Amendment to cyber law is very dicey

Amendment to cyber law is very dicey

Living in Thailand can be like playing dice. Is there a chance you will be assaulted or shot at while caught in a traffic jam? Possibly. Will a taxi break the law and refuse to pick you up? It happens all the time. How about being trapped if an illegally modified building collapses or catches fire? Not beyond the imagination.

However, there is one area where people should not feel as if they are playing with dice. It's the law.

It is therefore most unfortunate that the newly endorsed amendment to the Computer Crime Act looks more speculative in some places than an attempt to inform citizens about what is and isn't legal when it comes to a computer or cyber system.

It's not that the amendment has no good points. Spamming now carries a stiffer fine of 200,000 baht. The law also makes it clearer that internet or content providers will not be held responsible for postings by other users unless they have a hand in uploading them.

The few benefits, however, seem to pale into comparison when compared to the bill's drawback which is a big blur regarding some of the most serious "crimes".

In my opinion, the bill is most controversial in two areas: Section 14 and Section 20. Both suffer from ambiguity regarding definitions of violations and a tendency to give ample room for state authorities to exercise their own judgement.
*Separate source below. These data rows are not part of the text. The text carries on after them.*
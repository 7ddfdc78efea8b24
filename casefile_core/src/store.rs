//! # Key-Value Store
//!
//! Every piece of persisted state lives behind [`KeyValueStore`]: a string-keyed
//! map whose values are JSON documents serialized to strings. Each editor owns
//! one key and overwrites it with a full snapshot on every mutation.
//!
//! Implementations:
//! - [`MemoryStore`] - in-process map, used by tests and as a fallback
//! - [`crate::file_io::FileStore`] - atomic JSON file with a single-writer lock (native)
//! - browser `localStorage` (provided by the WASM front end)
//!
//! ## Example
//!
//! ```rust
//! use casefile_core::store::{KeyValueStore, MemoryStore};
//!
//! let mut store = MemoryStore::new();
//! store.set("quotesData", "[]").unwrap();
//! assert_eq!(store.get("quotesData").unwrap().as_deref(), Some("[]"));
//! ```

use std::collections::BTreeMap;

use crate::errors::CaseResult;

/// Storage key holding the rendered timeline fragments
pub const TIMELINE_KEY: &str = "timelineItems";

/// Storage key holding the rendered quote fragments
pub const QUOTES_KEY: &str = "quotesData";

/// Storage key holding the array of submitted tips
pub const TIPS_KEY: &str = "tipsData";

/// String-keyed store of serialized values.
///
/// `set` is a full replacement of the value under `key`. Implementations must
/// make a successful `set` visible to every later `get` on the same store.
pub trait KeyValueStore {
    /// Read the raw value stored under `key`, if any
    fn get(&self, key: &str) -> CaseResult<Option<String>>;

    /// Overwrite the value stored under `key`
    fn set(&mut self, key: &str, value: &str) -> CaseResult<()>;

    /// Delete `key`; removing a missing key is not an error
    fn remove(&mut self, key: &str) -> CaseResult<()>;
}

impl<S: KeyValueStore + ?Sized> KeyValueStore for Box<S> {
    fn get(&self, key: &str) -> CaseResult<Option<String>> {
        (**self).get(key)
    }

    fn set(&mut self, key: &str, value: &str) -> CaseResult<()> {
        (**self).set(key, value)
    }

    fn remove(&mut self, key: &str) -> CaseResult<()> {
        (**self).remove(key)
    }
}

/// In-memory store. Nothing survives the process.
#[derive(Debug, Clone, Default, PartialEq, Eq)]
pub struct MemoryStore {
    entries: BTreeMap<String, String>,
}

impl MemoryStore {
    /// Create an empty store
    pub fn new() -> Self {
        Self::default()
    }

    /// Create a store pre-populated with `(key, value)` pairs
    pub fn with_entries<K, V>(entries: impl IntoIterator<Item = (K, V)>) -> Self
    where
        K: Into<String>,
        V: Into<String>,
    {
        MemoryStore {
            entries: entries
                .into_iter()
                .map(|(k, v)| (k.into(), v.into()))
                .collect(),
        }
    }

    /// Number of keys currently stored
    pub fn len(&self) -> usize {
        self.entries.len()
    }

    /// True when no key is stored
    pub fn is_empty(&self) -> bool {
        self.entries.is_empty()
    }
}

impl KeyValueStore for MemoryStore {
    fn get(&self, key: &str) -> CaseResult<Option<String>> {
        Ok(self.entries.get(key).cloned())
    }

    fn set(&mut self, key: &str, value: &str) -> CaseResult<()> {
        self.entries.insert(key.to_string(), value.to_string());
        Ok(())
    }

    fn remove(&mut self, key: &str) -> CaseResult<()> {
        self.entries.remove(key);
        Ok(())
    }
}

#[cfg(test)]
mod tests {
    use super::*;

    #[test]
    fn test_set_overwrites() {
        let mut store = MemoryStore::new();
        store.set(TIMELINE_KEY, "[\"a\"]").unwrap();
        store.set(TIMELINE_KEY, "[\"a\",\"b\"]").unwrap();
        assert_eq!(store.get(TIMELINE_KEY).unwrap().as_deref(), Some("[\"a\",\"b\"]"));
        assert_eq!(store.len(), 1);
    }

    #[test]
    fn test_missing_key_and_remove() {
        let mut store = MemoryStore::with_entries([(QUOTES_KEY, "[]")]);
        assert_eq!(store.get(TIPS_KEY).unwrap(), None);
        store.remove(QUOTES_KEY).unwrap();
        store.remove(QUOTES_KEY).unwrap();
        assert!(store.is_empty());
    }

    #[test]
    fn test_boxed_store_delegates() {
        let mut store: Box<dyn KeyValueStore> = Box::new(MemoryStore::new());
        store.set(TIPS_KEY, "[]").unwrap();
        assert_eq!(store.get(TIPS_KEY).unwrap().as_deref(), Some("[]"));
    }
}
Section 14, which is supposed to guard against forgery or fraud, is needlessly amorphous. It says those who place on a computer system in a dishonest or fraudulent way information that is "distorted" or has been fabricated whether wholly or partly in a way that "may" cause damage to the public and that does not qualify as defamation under the criminal act are subject to five years in jail or a fine not exceeding 100,000 baht, or both.

The same punishment will be applicable to those who enter into a computer system false information which "may" cause damage to national security, public safety, economy security, public infrastructure or provoke public panic.
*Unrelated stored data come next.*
//! # List Editor
//!
//! An append-only list of rendered fragments mirrored into one store key.
//! The same editor backs the timeline and the quote list; the differences
//! (storage key, prompt, markup wrapper) come from a [`ListKind`].
//!
//! ## Lifecycle
//!
//! ```text
//! startup ── restore() ──> entries == stored snapshot (or untouched on bad data)
//! click   ── append()  ──> entries.push(fragment) ── persist() ──> store[key] = entries
//! ```
//!
//! Persisting always writes the whole list, so after any successful append
//! the store holds exactly the in-memory entries.
//!
//! ## Example
//!
//! ```rust
//! use casefile_core::list_editor::AppendOutcome;
//! use casefile_core::quotes::QuoteList;
//! use casefile_core::store::MemoryStore;
//!
//! let mut store = MemoryStore::new();
//! let mut quotes = QuoteList::default();
//!
//! let outcome = quotes.append(&mut store, Some("Keep it simple")).unwrap();
//! assert_eq!(outcome, AppendOutcome::Appended { index: 0 });
//!
//! // Cancelled prompt: nothing happens
//! let outcome = quotes.append(&mut store, None).unwrap();
//! assert_eq!(outcome, AppendOutcome::Cancelled);
//! assert_eq!(quotes.len(), 1);
//! ```

use std::marker::PhantomData;

use chrono::{DateTime, Local};
use serde_json::Value;

use crate::dates::DateStyle;
use crate::errors::CaseResult;
use crate::escape::escape_html;
use crate::render;
use crate::store::KeyValueStore;

/// What distinguishes one list editor from another.
pub trait ListKind {
    /// Store key holding the JSON array of fragments
    const STORAGE_KEY: &'static str;

    /// Name used in log lines ("Failed to load timeline: ...")
    const NAME: &'static str;

    /// Question shown when asking the user for a new entry
    const PROMPT: &'static str;

    /// Wrap already-escaped user text in this list's markup
    fn wrap(escaped: &str, now: &DateTime<Local>, dates: &DateStyle) -> String;
}

/// Source of free-text input for an append.
///
/// Returns `Some(text)` when the user confirms and `None` when they cancel.
/// Blocking front ends (a terminal) implement it directly; the GUI drives the
/// same contract through a modal and calls [`ListEditor::append`] with the
/// answer once it arrives.
pub trait Prompt {
    fn ask(&mut self, question: &str) -> Option<String>;
}

impl<F> Prompt for F
where
    F: FnMut(&str) -> Option<String>,
{
    fn ask(&mut self, question: &str) -> Option<String> {
        self(question)
    }
}

/// Result of an append attempt
#[derive(Debug, Clone, Copy, PartialEq, Eq)]
pub enum AppendOutcome {
    /// Input was cancelled or empty; nothing changed
    Cancelled,
    /// The entry was added at `index` and the list persisted
    Appended { index: usize },
}

/// Result of the startup restore
#[derive(Debug, Clone, Copy, PartialEq, Eq)]
pub enum RestoreOutcome {
    /// No stored value; the list is left as it was
    Missing,
    /// The stored value was unreadable; a warning was logged and the list left as it was
    Corrupt,
    /// The list now holds `count` stored entries
    Restored { count: usize },
}

/// Ordered, append-only list of rendered fragments.
#[derive(Debug, Clone, PartialEq, Eq)]
pub struct ListEditor<K: ListKind> {
    entries: Vec<String>,
    dates: DateStyle,
    _kind: PhantomData<K>,
}

impl<K: ListKind> Default for ListEditor<K> {
    fn default() -> Self {
        Self::new(DateStyle::default())
    }
}

impl<K: ListKind> ListEditor<K> {
    /// Create an empty editor that stamps entries with `dates`
    pub fn new(dates: DateStyle) -> Self {
        ListEditor {
            entries: Vec::new(),
            dates,
            _kind: PhantomData,
        }
    }

    /// The question to show the user before an append
    pub fn prompt_text(&self) -> &'static str {
        K::PROMPT
    }

    /// Rendered fragments in insertion order
    pub fn entries(&self) -> &[String] {
        &self.entries
    }

    /// Visible text of each entry, in insertion order
    pub fn display(&self) -> Vec<String> {
        render::display_list(&self.entries)
    }

    pub fn len(&self) -> usize {
        self.entries.len()
    }

    pub fn is_empty(&self) -> bool {
        self.entries.is_empty()
    }

    /// Append user input stamped with the current local time.
    ///
    /// See [`ListEditor::append_at`].
    pub fn append<S: KeyValueStore + ?Sized>(
        &mut self,
        store: &mut S,
        input: Option<&str>,
    ) -> CaseResult<AppendOutcome> {
        self.append_at(store, input, &Local::now())
    }

    /// Append user input as a new entry and persist the list.
    ///
    /// `None` and `Some("")` abort with no side effect. Any other text,
    /// whitespace included, is escaped, wrapped and pushed to the end.
    pub fn append_at<S: KeyValueStore + ?Sized>(
        &mut self,
        store: &mut S,
        input: Option<&str>,
        now: &DateTime<Local>,
    ) -> CaseResult<AppendOutcome> {
        let text = match input {
            Some(text) if !text.is_empty() => text,
            _ => return Ok(AppendOutcome::Cancelled),
        };

        let fragment = K::wrap(&escape_html(text), now, &self.dates);
        self.entries.push(fragment);
        self.persist(store)?;

        Ok(AppendOutcome::Appended {
            index: self.entries.len() - 1,
        })
    }

    /// Ask `prompt` for the entry text, then append it.
    pub fn append_from<S, P>(&mut self, store: &mut S, prompt: &mut P) -> CaseResult<AppendOutcome>
    where
        S: KeyValueStore + ?Sized,
        P: Prompt + ?Sized,
    {
        let answer = prompt.ask(K::PROMPT);
        self.append(store, answer.as_deref())
    }

    /// Overwrite the store key with the full list.
    pub fn persist<S: KeyValueStore + ?Sized>(&self, store: &mut S) -> CaseResult<()> {
        let json = serde_json::to_string(&self.entries)?;
        store.set(K::STORAGE_KEY, &json)?;
        log::debug!("Persisted {} {} entries", self.entries.len(), K::NAME);
        Ok(())
    }

    /// Reload the list from the store.
    ///
    /// An absent or empty value leaves the list alone. A value that is not a
    /// JSON array is logged and also leaves the list alone; the stored value
    /// is not repaired. Otherwise the list is replaced by the stored entries,
    /// order preserved: strings verbatim, other elements as their JSON text.
    /// Only store I/O failures are errors.
    pub fn restore<S: KeyValueStore + ?Sized>(&mut self, store: &S) -> CaseResult<RestoreOutcome> {
        let raw = match store.get(K::STORAGE_KEY)? {
            Some(raw) if !raw.is_empty() => raw,
            _ => return Ok(RestoreOutcome::Missing),
        };

        let items = match serde_json::from_str::<Value>(&raw) {
            Ok(Value::Array(items)) => items,
            Ok(other) => {
                log::warn!("Failed to load {}: expected an array, found {}", K::NAME, kind_of(&other));
                return Ok(RestoreOutcome::Corrupt);
            }
            Err(e) => {
                log::warn!("Failed to load {}: {}", K::NAME, e);
                return Ok(RestoreOutcome::Corrupt);
            }
        };

        self.entries = items
            .into_iter()
            .map(|item| match item {
                Value::String(fragment) => fragment,
                other => other.to_string(),
            })
            .collect();
        Ok(RestoreOutcome::Restored {
            count: self.entries.len(),
        })
    }
}

fn kind_of(value: &Value) -> &'static str {
    match value {
        Value::Null => "null",
        Value::Bool(_) => "a boolean",
        Value::Number(_) => "a number",
        Value::String(_) => "a string",
        Value::Array(_) => "an array",
        Value::Object(_) => "an object",
    }
}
Words like "distortions", or "national security" are already broad and subject to interpretation. When coupled with the indistinct "may", the definitions become so vague they can be stretched to fit virtually anything state authorities do not like.

An example. The day before the draft amendment was sent to the National Legislative Assembly last week, the head of the army's cyber centre, Maj Gen Rittee Intravudh, insisted the draft was beneficial and warned people not to believe in "distorted information" allegedly being circulated by its opponents.

But are concerns that the new law will curb people's freedom of expression and privacy valid points to raise? I believe so. The authorities may believe the bill won't trample on free speech but if other people disagree, should opposition to it be considered "distortion''?

The law seems rooted in the assumption that a single truth can prevail in most cases and that is why deviations from it or "distortions" can be easily defined and prosecuted.

The world, driven by ever-evolving data, has become very complicated, too fluid for such a static assumption to cope with. Is a dam good or bad? Should we open our borders and extend more help to the Rohingya? Do we keep subsidising farmers or let them sink or swim under free market mechanisms? Should methamphetamine be legalised?

Real life is full of multiple truths. Some sets of data may not agree with our preconceptions. Others may conflict with what the government would rather have people believe. But should an argument against a dam in a reserved forest be classified as "distortion" or compromising national security, economic security or public infrastructure?

Under the new law, they may. But as far as common sense goes, they may also be honest opinions that deserve to be protected under the constitution.

The other controversy is in Section 20, which allows a nine-member panel to ask a court to block a website or delete its content even if it is legal but found to be against "public order or good morality".

Again, who guarantees this panel will cover the breadth and depth of "public order and good morality", which are not only immense but also constantly changing? Where is the line between screening computer data and censorship?

The government and the bill's supporters said people who do nothing wrong need not fear it. It's probably true, with all other things being perfect. In today's reality, however, when meth pills can be planted, should people not feel wary with a law that seems to want to tout risk rather than protect?

Atiya Achakulwisut

Columnist for the Bangkok Post

Atiya Achakulwisut is a columnist for the Bangkok Post.